> **ABOUT THIS EXERCISE**: When the string "usize" occurs in a line of the records, show that line.
----------------------------------------
use std::sync::Arc;

use chrono::{DateTime, Utc};
use rand::distr::Alphanumeric;
use rand::Rng;
use serde::{Deserialize, Serialize};
use tracing::{debug, info, warn};
use uuid::Uuid;

use super::catalog::WorkflowStepCatalog;
use super::domain::{
    require_text, BudgetApprovalOutcome, DepartmentRequest, FinalApprovalOutcome,
    HrReviewOutcome, JobRequisition, RequisitionId, RequisitionStatus, StageOutcome, StageType,
    ValidationError,
};
use super::forecast::{ForecastError, ForecastProvider, HeadcountForecast};
use super::report::RecruitmentStats;
use super::repository::{RepositoryError, RequisitionFilter, RequisitionPage, RequisitionStore};
use super::transition::{ActionRequest, TransitionEngine, TransitionError};

pub const DEFAULT_PAGE_LIMIT: usize = 100;

/// Tunables the service reads from configuration.
#[derive(Debug, Clone, Copy, PartialEq, Eq)]
pub struct ServiceSettings {
    /// Upper bound applied to every `list` page.
    pub page_limit: usize,
}

impl Default for ServiceSettings {
    fn default() -> Self {
        Self {
            page_limit: DEFAULT_PAGE_LIMIT,
        }
    }
}

/// Creation payload: the department request plus the identity submitting it.
#[derive(Debug, Clone, PartialEq, Serialize, Deserialize)]
pub struct RequisitionSubmission {
    pub department_request: DepartmentRequest,
    pub created_by: String,
}

/// Corrective field patch. Never touches steps, status or current_step.
#[derive(Debug, Clone, Default, PartialEq, Serialize, Deserialize)]
pub struct RequisitionPatch {
    #[serde(default)]
    pub department_request: Option<DepartmentRequest>,
    #[serde(default)]
    pub hr_review: Option<HrReviewOutcome>,
    #[serde(default)]
    pub budget_approval: Option<BudgetApprovalOutcome>,
    #[serde(default)]
    pub final_approval: Option<FinalApprovalOutcome>,
}

impl RequisitionPatch {
    pub fn validate(&self) -> Result<(), ValidationError> {
        match &self.department_request {
            Some(request) => request.validate(),
            None => Ok(()),
        }
    }

    fn apply_to(&self, record: &mut JobRequisition) {
        if let Some(request) = &self.department_request {
            record.department_request = request.clone();
        }
        if let Some(outcome) = &self.hr_review {
            record.record_outcome(StageOutcome::HrReview(outcome.clone()));
        }
        if let Some(outcome) = &self.budget_approval {
            record.record_outcome(StageOutcome::BudgetApproval(outcome.clone()));
        }
        if let Some(outcome) = &self.final_approval {
            record.record_outcome(StageOutcome::FinalApproval(outcome.clone()));
        }
    }
}

/// Orchestrates requisition creation, workflow actions and reporting over a store.
pub struct RequisitionService<S, F> {
    store: Arc<S>,
    forecasts: Arc<F>,
    catalog: Arc<WorkflowStepCatalog>,
    engine: Arc<TransitionEngine>,
    settings: ServiceSettings,
}

impl<S, F> RequisitionService<S, F>
where
    S: RequisitionStore + 'static,
    F: ForecastProvider + 'static,
{
    pub fn new(store: Arc<S>, forecasts: Arc<F>) -> Self {
        Self::with_settings(store, forecasts, ServiceSettings::default())
    }

    pub fn with_settings(store: Arc<S>, forecasts: Arc<F>, settings: ServiceSettings) -> Self {
        Self::with_components(
            store,
            forecasts,
            Arc::new(WorkflowStepCatalog::standard()),
            Arc::new(TransitionEngine::new()),
            settings,
        )
    }

    pub fn with_components(
        store: Arc<S>,
        forecasts: Arc<F>,
        catalog: Arc<WorkflowStepCatalog>,
        engine: Arc<TransitionEngine>,
        settings: ServiceSettings,
    ) -> Self {
        Self {
            store,
            forecasts,
            catalog,
            engine,
            settings,
        }
    }

    pub fn settings(&self) -> ServiceSettings {
        self.settings
    }

    /// Validate and persist a new requisition with the catalog steps installed.
    pub fn create(
        &self,
        request: DepartmentRequest,
        created_by: &str,
    ) -> Result<JobRequisition, RequisitionServiceError> {
        request.validate()?;
        require_text("created_by", created_by)?;

        let now = Utc::now();
        let mut record = JobRequisition {
            id: RequisitionId(Uuid::new_v4().to_string()),
            requisition_code: requisition_code(now),
            department_request: request,
            outcomes: Vec::new(),
            workflow_steps: self.catalog.instantiate(),
            current_step: StageType::DepartmentRequest,
            status: RequisitionStatus::InProgress,
            created_by: created_by.to_string(),
            created_at: now,
            updated_at: now,
            is_active: true,
            version: 0,
        };

        // Codes carry only six random characters, so a clash gets one fresh draw.
        let stored = match self.store.insert(record.clone()) {
            Err(RepositoryError::Duplicate(taken)) => {
                warn!(
                    requisition_id = %taken,
                    code = %record.requisition_code,
                    "requisition identifier already taken; regenerating"
                );
                record.id = RequisitionId(Uuid::new_v4().to_string());
                record.requisition_code = requisition_code(now);
                self.store.insert(record)?
            }
            inserted => inserted?,
        };
        info!(
            requisition_id = %stored.id,
            code = %stored.requisition_code,
            department = %stored.department_request.department,
            "requisition created"
        );
        Ok(stored)
    }

    /// Fetch by internal id or requisition code. Retired records are still returned.
    pub fn get(&self, id_or_code: &str) -> Result<JobRequisition, RequisitionServiceError> {
        self.find(id_or_code)?
            .ok_or_else(|| RequisitionServiceError::NotFound(id_or_code.to_string()))
    }

    pub fn list(
        &self,
        filter: &RequisitionFilter,
        skip: usize,
        limit: usize,
    ) -> Result<RequisitionPage, RequisitionServiceError> {
        let limit = limit.min(self.settings.page_limit);
        let items = self.store.query(filter, skip, limit)?;
        Ok(RequisitionPage { items, skip, limit })
    }

    /// Apply a workflow action to one step and persist the resulting record.
    pub fn act(
        &self,
        id_or_code: &str,
        step_id: &str,
        request: &ActionRequest,
    ) -> Result<JobRequisition, RequisitionServiceError> {
        require_text("reviewer", &request.reviewer)?;

        let saved = self.save_with_retry(id_or_code, |current, at| {
            Ok(self.engine.apply(current, step_id, request, at)?)
        })?;

        info!(
            requisition_id = %saved.id,
            step_id,
            action = %request.action,
            status = %saved.status,
            current_step = %saved.current_step,
            "workflow action applied"
        );
        Ok(saved)
    }

    pub fn update(
        &self,
        id_or_code: &str,
        patch: RequisitionPatch,
    ) -> Result<JobRequisition, RequisitionServiceError> {
        patch.validate()?;

        let saved = self.save_with_retry(id_or_code, |current, at| {
            let mut next = current.clone();
            patch.apply_to(&mut next);
            next.updated_at = at;
            Ok(next)
        })?;

        info!(requisition_id = %saved.id, "requisition patched");
        Ok(saved)
    }

    /// Retire a requisition. Returns `false` when it is unknown or already retired.
    pub fn soft_delete(&self, id_or_code: &str) -> Result<bool, RequisitionServiceError> {
        let record = match self.find(id_or_code)? {
            Some(record) if record.is_active => record,
            _ => return Ok(false),
        };

        let saved = self.save_with_retry(&record.id.0, |current, at| {
            let mut next = current.clone();
            next.is_active = false;
            next.updated_at = at;
            Ok(next)
        })?;

        info!(requisition_id = %saved.id, "requisition retired");
        Ok(true)
    }

    pub fn stats(&self) -> Result<RecruitmentStats, RequisitionServiceError> {
        let records = self
            .store
            .query(&RequisitionFilter::default(), 0, usize::MAX)?;
        Ok(RecruitmentStats::from_records(&records))
    }

    pub fn forecast(&self) -> Result<Vec<HeadcountForecast>, RequisitionServiceError> {
        Ok(self.forecasts.forecast()?)
    }

    fn find(&self, id_or_code: &str) -> Result<Option<JobRequisition>, RequisitionServiceError> {
        let id = RequisitionId(id_or_code.to_string());
        if let Some(record) = self.store.fetch(&id)? {
            return Ok(Some(record));
        }
        Ok(self.store.fetch_by_code(id_or_code)?)
    }

    fn load_active(&self, id_or_code: &str) -> Result<JobRequisition, RequisitionServiceError> {
        match self.find(id_or_code)? {
            Some(record) if record.is_active => Ok(record),
            _ => Err(RequisitionServiceError::NotFound(id_or_code.to_string())),
        }
    }

    /// Load, mutate and compare-and-swap the record, re-reading once on a lost race.
    ///
    /// When the retry finds that a concurrent writer already moved the workflow so the
    /// change no longer applies, the caller sees `Conflict` rather than the engine's
    /// rejection: the state the request was issued against is gone.
    fn save_with_retry<M>(
        &self,
        id_or_code: &str,
        mutate: M,
    ) -> Result<JobRequisition, RequisitionServiceError>
    where
        M: Fn(&JobRequisition, DateTime<Utc>) -> Result<JobRequisition, RequisitionServiceError>,
    {
        let mut retrying = false;

        loop {
            let current = self.load_active(id_or_code)?;
            let next = match mutate(&current, Utc::now()) {
                Ok(next) => next,
                Err(RequisitionServiceError::Transition(err))
                    if retrying && !matches!(err, TransitionError::StepNotFound { .. }) =>
                {
                    warn!(
                        requisition_id = %current.id,
                        error = %err,
                        "change no longer applies after concurrent write"
                    );
                    return Err(RequisitionServiceError::Conflict(current.id.0));
                }
                Err(err) => return Err(err),
            };

            match self.store.put(next, current.version) {
                Ok(saved) => return Ok(saved),
                Err(RepositoryError::Conflict { expected, found, .. }) if !retrying => {
                    warn!(
                        requisition_id = %current.id,
                        expected,
                        found,
                        "optimistic concurrency conflict; retrying once"
                    );
                    retrying = true;
                }
                Err(RepositoryError::Conflict { expected, found, .. }) => {
                    debug!(requisition_id = %current.id, expected, found, "conflict after retry");
                    return Err(RequisitionServiceError::Conflict(current.id.0));
                }
                Err(RepositoryError::NotFound(_)) => {
                    return Err(RequisitionServiceError::NotFound(id_or_code.to_string()))
                }
                Err(other) => return Err(other.into()),
            }
        }
    }
}

fn requisition_code(now: DateTime<Utc>) -> String {
    let suffix: String = rand::rng()
        .sample_iter(&Alphanumeric)
        .take(6)
        .map(char::from)
        .collect();
    format!("REQ-{}-{}", now.format("%Y%m%d"), suffix.to_ascii_uppercase())
}

/// Error raised by the requisition service.
#[derive(Debug, thiserror::Error)]
pub enum RequisitionServiceError {
    #[error(transparent)]
    Validation(#[from] ValidationError),
    #[error("requisition {0} not found")]
    NotFound(String),
    #[error(transparent)]
    Transition(#[from] TransitionError),
    #[error("requisition {0} was modified concurrently; reload and retry")]
    Conflict(String),
    #[error("requisition {0} already exists")]
    Duplicate(String),
    #[error("requisition store unavailable: {0}")]
    StoreUnavailable(String),
    #[error(transparent)]
    Forecast(#[from] ForecastError),
}

impl From<RepositoryError> for RequisitionServiceError {
    fn from(value: RepositoryError) -> Self {
        match value {
            RepositoryError::Duplicate(id) => Self::Duplicate(id.0),
            RepositoryError::NotFound(id) => Self::NotFound(id.0),
            RepositoryError::Conflict { id, .. } => Self::Conflict(id.0),
            RepositoryError::Unavailable(reason) => Self::StoreUnavailable(reason),
        }
    }
}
----------------------------------------
> **FINISHED EXERCISE**:
pub const DEFAULT_PAGE_LIMIT: usize = 100;
    pub page_limit: usize,
        skip: usize,
        limit: usize,
            .query(&RequisitionFilter::default(), 0, usize::MAX)?;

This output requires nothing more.